▶ **What you need to do**
Starting at the line with "if let Event::Key(key)" and going on through the line with "let id = record.id.clone();", reproduce each line in the records below exactly and nothing more.

▶ **Records for processing**
=== Begin Enclosure ===
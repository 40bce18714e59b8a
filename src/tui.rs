use anyhow::Result;
use chrono::NaiveDate;
use crossterm::{
    event::{self, Event, KeyCode, KeyEventKind},
    terminal::{disable_raw_mode, enable_raw_mode, EnterAlternateScreen, LeaveAlternateScreen},
    ExecutableCommand,
};
use ratatui::{
    prelude::*,
    widgets::{Block, Borders, List, ListItem, ListState, Paragraph, Wrap},
};
use std::io::stdout;

use crate::filter::FilterState;
use crate::models::{ApplicationPatch, ApplicationRecord, Response};
use crate::pipeline::{derived_stage, Stage};
use crate::session::Session;
use crate::stats::Summary;

struct AppState {
    filter: FilterState,
    visible: Vec<ApplicationRecord>,
    selected: usize,
    scroll_offset: u16,
    message: Option<String>,
}

impl AppState {
    fn new(filter: FilterState) -> Self {
        Self {
            filter,
            visible: Vec::new(),
            selected: 0,
            scroll_offset: 0,
            message: None,
        }
    }

    fn refresh(&mut self, session: &Session) {
        self.visible = session.filtered(&self.filter).into_iter().cloned().collect();
        if self.selected >= self.visible.len() {
            self.selected = self.visible.len().saturating_sub(1);
        }
    }

    fn current(&self) -> Option<&ApplicationRecord> {
        self.visible.get(self.selected)
    }

    fn next(&mut self) {
        if !self.visible.is_empty() && self.selected < self.visible.len() - 1 {
            self.selected += 1;
            self.scroll_offset = 0;
        }
    }

    fn prev(&mut self) {
        if self.selected > 0 {
            self.selected -= 1;
            self.scroll_offset = 0;
        }
    }

    fn scroll_down(&mut self) {
        self.scroll_offset = self.scroll_offset.saturating_add(3);
    }

    fn scroll_up(&mut self) {
        self.scroll_offset = self.scroll_offset.saturating_sub(3);
    }
}

/// Patch for a key press on `record`, if the key edits anything.
fn patch_for_key(code: KeyCode, record: &ApplicationRecord) -> Option<ApplicationPatch> {
    match code {
        KeyCode::Char(c @ '1'..='5') => {
            let index = c as usize - '1' as usize;
            Some(ApplicationPatch::new().response(Response::ALL[index]))
        }
        KeyCode::Char('a') => Some(ApplicationPatch::new().assessment(record.assessment.next())),
        KeyCode::Char('v') => Some(ApplicationPatch::new().interview(record.interview.next())),
        KeyCode::Char('d') => Some(ApplicationPatch::new().decision(record.decision.next())),
        _ => None,
    }
}

pub fn run_browse(session: &mut Session, filter: FilterState, today: NaiveDate) -> Result<()> {
    let mut state = AppState::new(filter);
    state.refresh(session);
    if state.visible.is_empty() {
        println!("No applications found.");
        return Ok(());
    }

    // Setup terminal
    enable_raw_mode()?;
    stdout().execute(EnterAlternateScreen)?;
    let mut terminal = Terminal::new(CrosstermBackend::new(stdout()))?;

    let result = run_loop(&mut terminal, &mut state, session, today);

    // Restore terminal
    disable_raw_mode()?;
    stdout().execute(LeaveAlternateScreen)?;

    result
}

fn run_loop(
    terminal: &mut Terminal<CrosstermBackend<std::io::Stdout>>,
    state: &mut AppState,
    session: &mut Session,
    today: NaiveDate,
) -> Result<()> {
    let mut list_state = ListState::default();
    list_state.select(Some(0));

    loop {
        let summary = session.summary();
        let user = session.identity().map(|i| {
            if i.display_name.is_empty() { i.user_id.clone() } else { i.display_name.clone() }
        });
        terminal.draw(|frame| draw(frame, state, &summary, user.as_deref(), &mut list_state))?;

        if let Event::Key(key) = event::read()? {
            if key.kind != KeyEventKind::Press {
                continue;
            }
            match key.code {
                KeyCode::Char('q') | KeyCode::Esc => break,
                KeyCode::Down | KeyCode::Char('j') => state.next(),
                KeyCode::Up | KeyCode::Char('k') => state.prev(),
                KeyCode::Char('J') | KeyCode::PageDown => state.scroll_down(),
                KeyCode::Char('K') | KeyCode::PageUp => state.scroll_up(),
                KeyCode::Char('c') => {
                    state.filter.clear();
                    state.refresh(session);
                }
                code => {
                    let Some(record) = state.current() else { continue };
                    let Some(patch) = patch_for_key(code, record) else { continue };
                    let id = record.id.clone();
                    state.message = match session.update(&id, patch, today) {
                        Ok(()) => None,
                        Err(e) => Some(e.to_string()),
                    };
                    state.refresh(session);
                }
            }
            list_state.select(Some(state.selected));
        }
    }
    Ok(())
}

fn stage_style(stage: Stage) -> Style {
    match stage {
        Stage::Offered => Style::default().fg(Color::Green),
        Stage::Rejected | Stage::AssessmentFailed => Style::default().fg(Color::Red),
        Stage::NoResponse => Style::default().fg(Color::DarkGray),
        Stage::InterviewScheduled | Stage::InterviewPending => Style::default().fg(Color::Cyan),
        Stage::AssessmentPending | Stage::AssessmentPassed => Style::default().fg(Color::Yellow),
        Stage::AwaitingResponse | Stage::Applied => Style::default(),
    }
}

fn stage_icon(stage: Stage) -> &'static str {
    match stage {
        Stage::Offered => "$",
        Stage::Rejected | Stage::AssessmentFailed => "x",
        Stage::NoResponse => "-",
        Stage::InterviewScheduled | Stage::InterviewPending => "+",
        Stage::AssessmentPending | Stage::AssessmentPassed => "*",
        Stage::AwaitingResponse | Stage::Applied => " ",
    }
}

fn draw(
    frame: &mut Frame,
    state: &AppState,
    summary: &Summary,
    user: Option<&str>,
    list_state: &mut ListState,
) {
    let rows = Layout::default()
        .direction(Direction::Vertical)
        .constraints([
            Constraint::Length(3),
            Constraint::Min(0),
            Constraint::Length(1),
        ])
        .split(frame.area());

    let header = Paragraph::new(format!(
        " {} total  {} active  responses {}%  interviews {}%  offers {}  rejected {}",
        summary.total,
        summary.active,
        summary.response_rate,
        summary.interview_rate,
        summary.offered,
        summary.rejected
    ))
    .block(Block::default().borders(Borders::ALL).title(match user {
        Some(user) => format!(" Summary: {} ", user),
        None => " Summary: local session ".to_string(),
    }));
    frame.render_widget(header, rows[0]);

    let chunks = Layout::default()
        .direction(Direction::Horizontal)
        .constraints([Constraint::Percentage(40), Constraint::Percentage(60)])
        .split(rows[1]);

    // Left panel: application list
    let items: Vec<ListItem> = state
        .visible
        .iter()
        .map(|record| {
            let stage = derived_stage(record);
            let title = if record.title.chars().count() > 30 {
                format!("{}...", record.title.chars().take(27).collect::<String>())
            } else {
                record.title.clone()
            };
            let mut style = stage_style(stage);
            if stage.is_closed() {
                style = style.add_modifier(Modifier::DIM);
            }
            ListItem::new(format!("{} {} | {}", stage_icon(stage), title, record.company)).style(style)
        })
        .collect();

    let list = List::new(items)
        .block(
            Block::default()
                .borders(Borders::ALL)
                .title(if state.filter.is_active() {
                    format!(" Applications ({}, filtered, c:clear) ", state.visible.len())
                } else {
                    format!(" Applications ({}) ", state.visible.len())
                }),
        )
        .highlight_style(Style::default().bg(Color::DarkGray).add_modifier(Modifier::BOLD))
        .highlight_symbol("> ");
    frame.render_stateful_widget(list, chunks[0], list_state);

    // Right panel: detail
    let detail = Paragraph::new(build_detail(state))
        .block(Block::default().borders(Borders::ALL).title(" Detail "))
        .wrap(Wrap { trim: false })
        .scroll((state.scroll_offset, 0));
    frame.render_widget(detail, chunks[1]);

    let footer = match &state.message {
        Some(message) => Paragraph::new(format!(" {}", message)).style(Style::default().fg(Color::Red)),
        None => Paragraph::new(
            " j/k:move J/K:scroll 1-5:waiting/assessment/interview/rejection/no-response a:assess v:interview d:decision q:quit",
        )
        .style(Style::default().fg(Color::DarkGray)),
    };
    frame.render_widget(footer, rows[2]);
}

fn build_detail(state: &AppState) -> Text<'_> {
    let Some(record) = state.current() else {
        return Text::raw("No application selected");
    };

    let stage = derived_stage(record);
    let mut lines: Vec<Line> = vec![
        Line::from(Span::styled(
            record.title.as_str(),
            Style::default().add_modifier(Modifier::BOLD),
        )),
        Line::from(format!("at {}", record.company)),
        Line::from(Span::styled(format!("Stage: {}", stage), stage_style(stage))),
        Line::from(""),
        Line::from(format!("Applied:    {}", record.applied_date)),
        Line::from(format!("Response:   {}", record.response)),
    ];
    if let Some(date) = record.response_date {
        lines.push(Line::from(format!("Responded:  {}", date)));
    }
    lines.push(Line::from(format!("Assessment: {}", record.assessment)));
    lines.push(Line::from(format!("Interview:  {}", record.interview)));
    lines.push(Line::from(format!("Decision:   {}", record.decision)));

    if !record.job_link.is_empty() {
        lines.push(Line::from(format!("Link: {}", record.job_link)));
    }

    lines.push(Line::from(""));
    if record.description.is_empty() {
        lines.push(Line::from(Span::styled(
            "(No description)",
            Style::default().fg(Color::DarkGray),
        )));
    } else {
        lines.push(Line::from(Span::styled(
            "Description",
            Style::default().add_modifier(Modifier::BOLD),
        )));
        for line in textwrap::fill(&record.description, 70).lines() {
            lines.push(Line::from(format!("  {}", line)));
        }
    }

    Text::from(lines)
}

#[cfg(test)]
mod tests {
    use super::*;
    use crate::models::{sample_record, Assessment, Decision, Interview};

    #[test]
    fn test_number_keys_set_response() {
        let record = sample_record("a1", "2025-01-01");
        let patch = patch_for_key(KeyCode::Char('5'), &record).unwrap();
        assert_eq!(patch.response, Some(Response::NoResponse));
        let patch = patch_for_key(KeyCode::Char('1'), &record).unwrap();
        assert_eq!(patch.response, Some(Response::Waiting));
    }

    #[test]
    fn test_letter_keys_cycle_pipeline_fields() {
        let mut record = sample_record("a1", "2025-01-01");
        record.assessment = Assessment::Failed;
        record.interview = Interview::Scheduled;

        let patch = patch_for_key(KeyCode::Char('a'), &record).unwrap();
        assert_eq!(patch.assessment, Some(Assessment::NotApplicable));
        let patch = patch_for_key(KeyCode::Char('v'), &record).unwrap();
        assert_eq!(patch.interview, Some(Interview::NotScheduled));
        let patch = patch_for_key(KeyCode::Char('d'), &record).unwrap();
        assert_eq!(patch.decision, Some(Decision::Offered));
    }

    #[test]
    fn test_other_keys_do_nothing() {
        let record = sample_record("a1", "2025-01-01");
        assert!(patch_for_key(KeyCode::Char('z'), &record).is_none());
        assert!(patch_for_key(KeyCode::Char('9'), &record).is_none());
    }

    #[test]
    fn test_refresh_clamps_selection() {
        let mut session = Session::anonymous(vec![
            sample_record("a1", "2025-01-01"),
            sample_record("a2", "2025-01-02"),
        ]);
        let mut state = AppState::new(FilterState::default());
        state.refresh(&session);
        state.next();
        assert_eq!(state.selected, 1);

        session.delete("a1").unwrap();
        state.refresh(&session);
        assert_eq!(state.selected, 0);
        assert_eq!(state.current().unwrap().id, "a2");
    }
}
=== End Enclosure ===
▶ **Response below**
        if let Event::Key(key) = event::read()? {
            if key.kind != KeyEventKind::Press {
                continue;
            }
            match key.code {
                KeyCode::Char('q') | KeyCode::Esc => break,
                KeyCode::Down | KeyCode::Char('j') => state.next(),
                KeyCode::Up | KeyCode::Char('k') => state.prev(),
                KeyCode::Char('J') | KeyCode::PageDown => state.scroll_down(),
                KeyCode::Char('K') | KeyCode::PageUp => state.scroll_up(),
                KeyCode::Char('c') => {
                    state.filter.clear();
                    state.refresh(session);
                }
                code => {
                    let Some(record) = state.current() else { continue };
                    let Some(patch) = patch_for_key(code, record) else { continue };
                    let id = record.id.clone();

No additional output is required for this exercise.